We went back to that restaurant a couple of weeks ago, just before Alan checked into Memorial. We thought we would see him the next week at the event honoring him and Dr. David Hoos for co- founding HEALTH GAP. But that was not to be. His doctors couldn’t give him the time and he was whisked into the hospital for first the chemo and then the transplant. Alan got the new cells but died before they could take root.

When HEALTH GAP was formed with the help of ACT UP and HOUSING WORKS the anti-viral AIDS medicine “cocktail” cost ten to fifteen thousand dollars a year. Big pharma controlled manufacturing and distribution with their intellectual property rights. Alan helped change that, not having the requisite respect for private property. Now the drugs cost about eight-seven dollars a year and some four million people are taking the medicine, prolonging their lives.

Alan wasn’t religious. Religion to him was superstition. Being part of a sect was too narrow and confining for Alan. The Jewish heretic who transcends Jewry belongs to a Jewish tradition. The historian Isaac Deutscher had a phrase for it, “the non-Jewish Jew.” Alan was in line with the great Jewish heretics, rebels, and revolutionaries of modern thought; Spinoza, Heine, Marx, Luxemburg, Trotsky, Freud, and Einstein. They too went beyond the boundaries of Judaism, finding it too narrow, archaic, constricting.

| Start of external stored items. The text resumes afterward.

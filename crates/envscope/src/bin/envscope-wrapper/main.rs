use std::path::PathBuf;

use clap::ArgMatches;
use envscope_core::{EnvscopeError, IntermediaryRequest, init_logging, run_intermediary};
use tracing::{error, info};

mod app;

fn main() {
    let matches = app::build_cli().get_matches();

    let verbose = matches.get_flag("verbose");
    init_logging(!verbose);

    std::process::exit(run(&matches));
}

fn run(matches: &ArgMatches) -> i32 {
    let env = envscope_core::capture();

    let request = IntermediaryRequest {
        target: matches
            .get_one::<String>("target")
            .cloned()
            .unwrap_or_default(),
        args: matches
            .get_many::<String>("args")
            .map(|v| v.cloned().collect())
            .unwrap_or_default(),
        config_path: matches.get_one::<String>("config").map(PathBuf::from),
        refresh_bundles: matches.get_flag("refresh-bundles"),
    };

    match run_intermediary(&request, &env) {
        Ok(result) => {
            info!(
                event = "cli.wrapper.completed",
                target = %request.target,
                exit_code = result.exit_code()
            );
            result.exit_code()
        }
        Err(e) => {
            eprintln!("❌ Failed to start '{}': {}", request.target, e);
            error!(
                event = "cli.wrapper.failed",
                target = %request.target,
                error_code = e.error_code(),
                error = %e
            );
            e.exit_code()
        }
    }
}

I don’t wish to stretch the comparison. Alan was not so much a radical thinker as a man of action. But his intellectual understanding – and he was well educated and widely read – powered his activity. He had in common with these great thinkers the idea that for knowledge to be real it must be acted upon. As Marx observed: “Hitherto philosophers have only interpreted the world, the point however is to change it.”

Like his intellectual predecessors Alan saw reality in a state of flux, as dynamic not static, and he was aware of the constantly changing and contradictory nature of society. Alan was essentially an optimist and shared with the great Jewish revolutionaries and optimistic belief in humanity and a belief in the solidarity of humankind.

The stem cell procedure failed to save him. Alan Berkman has passed, but his work and his example have taken root. Goodbye dear friend. We all remember you with the two best words in our language: Love and Solidarity.